That’s a cheering thought on a frosty Friday morning, hmmmm?

Anyway, here’s Dave:
The first GOP debate of 2016 was quite the show. With three weeks left until Iowans go to the polls, the seven candidates on stage tonight did not pull any punches. I think we can safely say the Cruz/Trump bromance is officially over.

 The first half of the debate featured the candidates fielding questions on how they would defeat ISIS. Their answers included policy proposals such as: telling everybody how awful Hillary Clinton is, how President Obama hates the US as a global power, a Benghazi reference, and some serious sabre rattling over Iran detaining 10 US sailors. I am not sure they heard the good news about said sailors being released a day later. Listening to them, you would think there was another Iranian Hostage crisis on our hands.

 The second half of the debate actually had some substantive arguments over tax policy, entitlements, and immigration. This was made easier by the fact there were only seven candidates on the stage tonight. Not 10 or more as we have seen in previous debates. It’s nice when candidates have a chance to actually speak for some length of time, is it not?

 As usual, this debate also featured its share of winners and losers. On to the debate grades.

 Chris Christie – A: Say what you want about Chris Christie, but he is a very skilled politician. His skills especially shine through in debate formats. Christie had a great night. His answers were polished and on message. He is clearly trying to portray himself as the anti-Washington grown up in the room and he is doing it to great effect. His best moment of the night was getting in the middle of the “debate on the Senate floor” and actually answering a question on entitlement reform. Rubio and Cruz took the same question and turned it into an argument about the VAT tax.

 Christie will likely earn some good press with this performance. If he can continue with his blue collar “tell it like it is” theme that worked so well for him in two elections in New Jersey, he could win the Establishment Primary in New Hampshire and maybe give Trump a run for his money there too.

 Donald Trump – A-: I think this was Donald’s best debate performance to date. Sure he had some Trumpisms. He’s Donald Trump afterall. But he clearly won the exchange with Ted Cruz over “New York Values” by reminding people how the city came together after 9/11. And his answer on not caring about his business once he is president, because he’ll be focused on Making America Great again, was very good as well.

 The only reason I have him an A- was due to the fact Ted Cruz wiped the floor with him on the birther exchange. And it wasn’t close. Trump was the frontrunner coming into the debate and he did nothing to hurt his standing tonight.

 Ted Cruz – B+: As usual, Ted Cruz proved to be a very capable debater. The aforementioned exchange with Trump over his eligibility will likely quiet the noise surrounding the issue. His campaign has been losing steam over the last few weeks as a result of it and stopping the bleeding is exactly what Cruz needed to do.
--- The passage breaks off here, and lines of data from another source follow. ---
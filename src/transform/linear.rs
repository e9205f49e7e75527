//! Linear interpolation helpers.

#[inline]
/// Linearly interpolate between two scalars with clamped parameter `t`.
pub fn lerp(a: f64, b: f64, t: f64) -> f64 {
    let t = t.clamp(0.0, 1.0);
    a + ((b - a) * t)
}

#[inline]
/// Clamp a signed progress scalar to `[-1, 1]`.
pub fn clamp_signed_unit(x: f64) -> f64 {
    x.clamp(-1.0, 1.0)
}
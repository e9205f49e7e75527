pub mod solver;
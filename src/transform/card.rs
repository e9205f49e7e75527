//! Scroll-driven rotation and scale for stacked cards.
//!
//! These functions are the visual contract of the effect. The constants are
//! not derived from anything; they are the tuned values the effect was
//! authored with and must be reproduced exactly for visual parity.

use crate::foundation::core::CardIndex;
use crate::scroll::phase::ScrollPhase;
use crate::transform::linear::{clamp_signed_unit, lerp};

/// Extra rotation spread across the stack, index 0 to last, in degrees.
pub const MAX_ROTATION_SPAN_DEG: f64 = -10.0;

/// Resting rotation of the first card, in degrees.
pub const BASE_ROTATION_DEG: f64 = -45.0;

/// Scale of a card at the leading edge of the viewport.
pub const SCALE_LEADING: f64 = 1.9;

/// Scale of a centered card.
pub const SCALE_IDENTITY: f64 = 1.4;

/// Scale of a card at the trailing edge of the viewport.
pub const SCALE_TRAILING: f64 = 1.0;

/// Perspective divisor for the 3D rotation.
pub const ROTATION_PERSPECTIVE: f64 = 0.5;

/// Axis weights the card rotation is applied around.
pub const ROTATION_AXIS: Axis3 = Axis3 {
    x: 0.5,
    y: 1.8,
    z: 1.2,
};

/// Weighted 3D rotation axis.
#[derive(Clone, Copy, Debug, PartialEq, serde::Serialize, serde::Deserialize)]
pub struct Axis3 {
    /// X-axis weight.
    pub x: f64,
    /// Y-axis weight.
    pub y: f64,
    /// Z-axis weight.
    pub z: f64,
}

/// Corner of the card frame a transform is anchored at.
#[derive(Clone, Copy, Debug, PartialEq, Eq, serde::Serialize, serde::Deserialize)]
pub enum TransformAnchor {
    /// Top-trailing corner (rotation pivot).
    TopTrailing,
    /// Bottom-trailing corner (scale pivot).
    BottomTrailing,
}

/// A 3D rotation descriptor for the renderer to apply.
#[derive(Clone, Copy, Debug, PartialEq, serde::Serialize, serde::Deserialize)]
pub struct Rotation3D {
    /// Rotation angle in degrees.
    pub degrees: f64,
    /// Weighted rotation axis.
    pub axis: Axis3,
    /// Anchor corner the rotation pivots around.
    pub anchor: TransformAnchor,
    /// Perspective divisor.
    pub perspective: f64,
}

/// Complete scroll-driven transform for one card.
#[derive(Clone, Copy, Debug, PartialEq, serde::Serialize, serde::Deserialize)]
pub struct CardTransform {
    /// 3D rotation descriptor.
    pub rotation: Rotation3D,
    /// Uniform scale factor.
    pub scale: f64,
    /// Anchor corner the scale pivots around.
    pub scale_anchor: TransformAnchor,
}

/// Rotation a card holds before any scroll amplification, in degrees.
///
/// Interpolates linearly from [`BASE_ROTATION_DEG`] at index 0 to
/// `BASE_ROTATION_DEG + MAX_ROTATION_SPAN_DEG` at the last index.
///
/// Panics when `total_cards < 2` or `index` is out of range; callers going
/// through [`crate::StackConfig::validate`] never hit either.
pub fn resting_angle_deg(index: CardIndex, total_cards: u32) -> f64 {
    assert!(total_cards >= 2, "card stack requires at least 2 cards");
    assert!(index.0 < total_cards, "card index out of range");
    (index.as_f64() / f64::from(total_cards - 1)) * MAX_ROTATION_SPAN_DEG + BASE_ROTATION_DEG
}

/// Scroll-amplified rotation in degrees: `resting * (1 + progress)`.
///
/// `progress` is the signed phase scalar supplied by the renderer; `0.0`
/// leaves the resting angle untouched, `+1.0` doubles it and `-1.0` flattens
/// the card to zero.
pub fn rotation_deg(progress: f64, index: CardIndex, total_cards: u32) -> f64 {
    resting_angle_deg(index, total_cards) * (1.0 + progress)
}

/// Scale for one of the three named phase anchors.
pub fn scale_for(phase: ScrollPhase) -> f64 {
    match phase {
        ScrollPhase::Leading => SCALE_LEADING,
        ScrollPhase::Identity => SCALE_IDENTITY,
        ScrollPhase::Trailing => SCALE_TRAILING,
    }
}

/// Scale for a continuous progress scalar.
///
/// The source effect only pins the three anchors; intermediate values are
/// defined here as piecewise-linear between them, clamped outside `[-1, 1]`.
pub fn scale_for_progress(progress: f64) -> f64 {
    let p = clamp_signed_unit(progress);
    if p < 0.0 {
        lerp(SCALE_IDENTITY, SCALE_LEADING, -p)
    } else {
        lerp(SCALE_IDENTITY, SCALE_TRAILING, p)
    }
}

/// Full transform for one card at a given scroll progress.
pub fn card_transform(progress: f64, index: CardIndex, total_cards: u32) -> CardTransform {
    CardTransform {
        rotation: Rotation3D {
            degrees: rotation_deg(progress, index, total_cards),
            axis: ROTATION_AXIS,
            anchor: TransformAnchor::TopTrailing,
            perspective: ROTATION_PERSPECTIVE,
        },
        scale: scale_for_progress(progress),
        scale_anchor: TransformAnchor::BottomTrailing,
    }
}

#[cfg(test)]
#[path = "../../tests/unit/transform/card.rs"]
mod tests;
pub mod evaluator;
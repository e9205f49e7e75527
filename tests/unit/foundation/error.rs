use super::*;

#[test]
fn display_prefixes_are_stable() {
    assert!(
        CardstackError::validation("x")
            .to_string()
            .contains("validation error:")
    );
    assert!(
        CardstackError::layout("x")
            .to_string()
            .contains("layout error:")
    );
    assert!(
        CardstackError::evaluation("x")
            .to_string()
            .contains("evaluation error:")
    );
    assert!(
        CardstackError::serde("x")
            .to_string()
            .contains("serialization error:")
    );
}

#[test]
fn other_preserves_source() {
    let base = std::io::Error::other("boom");
    let err = CardstackError::Other(anyhow::Error::new(base));
    assert!(err.to_string().contains("boom"));
}
pub mod model;
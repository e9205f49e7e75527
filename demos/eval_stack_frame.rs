use cardstack::{Evaluator, ScrollPhase, StackConfig, Viewport};

fn main() {
    if let Err(e) = try_main() {
        eprintln!("{e:?}");
        std::process::exit(1);
    }
}

fn try_main() -> anyhow::Result<()> {
    tracing_subscriber::fmt().init();

    let cfg = StackConfig::default();
    cfg.validate()?;
    let viewport = Viewport::new(430.0, 932.0)?;

    // Sweep one card through the scroll region while its neighbours rest;
    // roughly what the scroll container reports mid-drag.
    let mut phases = vec![ScrollPhase::Identity.value(); cfg.total_cards as usize];
    phases[0] = -1.0;
    phases[1] = -0.35;
    phases[2] = 0.6;

    let stack = Evaluator::eval_stack(&cfg, viewport, &phases)?;
    println!("{}", serde_json::to_string_pretty(&stack)?);
    Ok(())
}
 However, it’s becoming pretty apparent that attacks tend to get under his skin a little bit. His answer to the question on his failure to disclose a 2012 loan from Goldman Sachs was a meandering line of excuses and attacks on Hillary and the “liberal” New York Times. And he was clearly annoyed and on the defensive after Marco Rubio dumped a truckload of opposition research on him about his flip-flops on immigration. It won’t hurt him in the short term, but you can bet other candidates have noticed this and will start to needle him more often.

Marco Rubio – B: I’ve said it a thousand times, but he is the most talented politician in this race. His answers are usually well timed and very well delivered. That being said, he gives the same memorized answers over and over again. I am waiting for one of these candidates to ask him “where’s the beef?” like Walter Mondale did to Gary Hart in 1984. He is not great when pressed on his answers and that reared its head when he gave a very weak answer to moderator Neil Cavuto’s fact check on his assertion that President Obama wants to take everybody’s guns.

 However, he more than made up for that slip up when he launched a full frontal assault on Ted Cruz’s record on immigration and national security. It put Cruz on defense and deflected the immigration issue, clearly his biggest vulnerability, away from him. So he certainly did not hurt himself tonight. But I am beginning to wonder if Rubio is just a slick talker and not much else. In other words, is he just another John Edwards?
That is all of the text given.